For the raw version, it is especially noteworthy that the number of HL first decreased and then increased again. In stage E, the lowest point of the curve was reached for 4 folds (239,461 HL, 8.6% of all wordforms) with steadily rising counts until the corpus was complete (304,293 HL, 9.6%). To get an idea of where this effect comes from, we can look at the HL in the complete 16-fold dataset that were not observed in the 4-fold dataset (247,607 wordforms). These 228,156 HL had to be added somewhere between the inclusion of folds 5 to 16. A total of 51.8% of these wordforms (n = 118,076) consisted of upper-case letters only (in stage D, we only excluded wordforms where upper-case letters follow at least one lower-case letter). Another 7.9% (n = 18,111) begin with more than one upper-case letter (e.g., COusinen or HERZstiche), also indicating irregular capitalizations of wordforms that would not be hapax legomena if capitalized in a regular way. Thus, irregular capitalization seemed to play a large role in the increasing number of hapax legomena after the few initial folds for the final cleaning stages of raw corpora.

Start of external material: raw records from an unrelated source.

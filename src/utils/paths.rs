use crate::utils::errors::{CertSyncError, Result};
use dirs;
use std::fs;
use std::path::{Path, PathBuf};

pub struct CertBridgePaths;
pub const PROGRAM_NAME: &str = "certbridge";

impl CertBridgePaths {
    /// Get the config directory: ~/.config/certbridge/
    pub fn config_dir() -> Result<PathBuf> {
        dirs::config_dir()
            .map(|dir| dir.join(PROGRAM_NAME))
            .ok_or_else(|| CertSyncError::Config("Cannot determine config directory".to_string()))
    }

    /// Get the default config file: ~/.config/certbridge/config.yaml
    pub fn config_file() -> Result<PathBuf> {
        Ok(Self::config_dir()?.join("config.yaml"))
    }

    /// Get the runtime directory: $XDG_RUNTIME_DIR/certbridge/
    pub fn runtime_dir() -> Result<PathBuf> {
        if let Some(runtime_dir) = std::env::var_os("XDG_RUNTIME_DIR") {
            Ok(PathBuf::from(runtime_dir).join(PROGRAM_NAME))
        } else {
            // Fallback to temp directory with user-specific path
            let user_id = std::env::var("USER").unwrap_or_else(|_| "unknown".to_string());
            Ok(PathBuf::from(format!("/tmp/{PROGRAM_NAME}-{user_id}")))
        }
    }

    /// Get the per-run staging directory: $XDG_RUNTIME_DIR/certbridge/staging-<pid>/
    pub fn staging_dir() -> Result<PathBuf> {
        Ok(Self::staging_dir_in(&Self::runtime_dir()?))
    }

    /// Per-run staging directory under `parent`
    pub fn staging_dir_in(parent: &Path) -> PathBuf {
        parent.join(format!("staging-{}", std::process::id()))
    }

    /// Ensure a directory exists with restrictive permissions (700)
    pub fn ensure_private_dir(path: &Path) -> Result<()> {
        if !path.exists() {
            fs::create_dir_all(path)?;

            #[cfg(unix)]
            {
                use std::os::unix::fs::PermissionsExt;
                let mut perms = fs::metadata(path)?.permissions();
                perms.set_mode(0o700);
                fs::set_permissions(path, perms)?;
            }
        }
        Ok(())
    }

    /// Ensure a world-readable directory exists (755)
    pub fn ensure_public_dir(path: &Path) -> Result<()> {
        if !path.exists() {
            fs::create_dir_all(path)?;

            #[cfg(unix)]
            {
                use std::os::unix::fs::PermissionsExt;
                let mut perms = fs::metadata(path)?.permissions();
                perms.set_mode(0o755);
                fs::set_permissions(path, perms)?;
            }
        }
        Ok(())
    }
}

A total of 35,014 HL (15,3%) had an upper-case letter only in the word-initial position. Most of these wordforms turned out to be sentence-initial or nominalized forms of adjectives (Flauschigsten, Abwischbarer) and verbs (Durchtauchte, Lullten) or compound nouns (Waldgesundheitsprogramm, Dampflokomotivkessel). We made this observation by sampling 200 of these wordforms: 128 are adjectives or verbs with a word-initial upper-case letter; 62 are compound nouns (41 with two, 18 with three, and 3 with four constituent parts). In addition, several forms show alternative spellings of umlauts (e.g., Gegenstaendlich instead of Gegenständlich) or ß/ss alternation (e.g., Fussten or Verkehrskompaß) or simply typos (Unwahrschienlich instead of Unwahrscheinlich). Since all the effects reported above involve capitalization, they were not observed for lowered corpora. Hence, the diverging patterns for the respective curves in panels E and F in Figure 3.

5. Summary

We presented a novel frequency list dataset for German, DeReKoGram, containing all 1-, 2-, and 3-grams in a large subset (43.2 billion tokens) of the German Reference Corpus DeReKo with lemma and POS information. We evaluated the distribution of the corpus material over the 16 folds and concluded that, at least for a number of analyses, results obtained using one fold are generalizable to the whole corpus. This should make it more convenient for people with fewer computational resources to work with the frequency lists. In a case study, we showed how the size of the wordform vocabulary develops if an increasing number of corpus folds are included. We cross-combined this with five different cleaning stages and a raw vs. lowered version of the dataset. We paid particular attention to the number of hapax legomena that were found in the growing datasets. To download the dataset and get started working with DeReKoGram, you can visit the OWIDplus page at https://www.owid.de/plus/derekogram/ (accessed on 7 November 2023).

Supplementary Materials

Sample code for Python, R, and Stata is available via https://www.owid.de/plus/derekogram (accessed on 7 November 2023) and https://github.com/saschawo/DeReKoGram (accessed on 7 November 2023).

Author Contributions

Conceptualization, all authors; methodology, S.W., A.K., and M.K.; software, S.W., A.K., and M.K.; validation, S.W., A.K., and M.K.; formal analysis, S.W., and A.K.; investigation, S.W. and A.K.; resources, S.W., A.K., and M.K.; data curation, S.W., A.K., and M.K.; writing—original draft preparation, S.W.; writing—review and editing, all authors; visualization, S.W.; supervision, C.M.-S.; All authors have read and agreed to the published version of the manuscript.

Funding

The publication of this article was funded by the Open Access Fund of the Leibniz Association.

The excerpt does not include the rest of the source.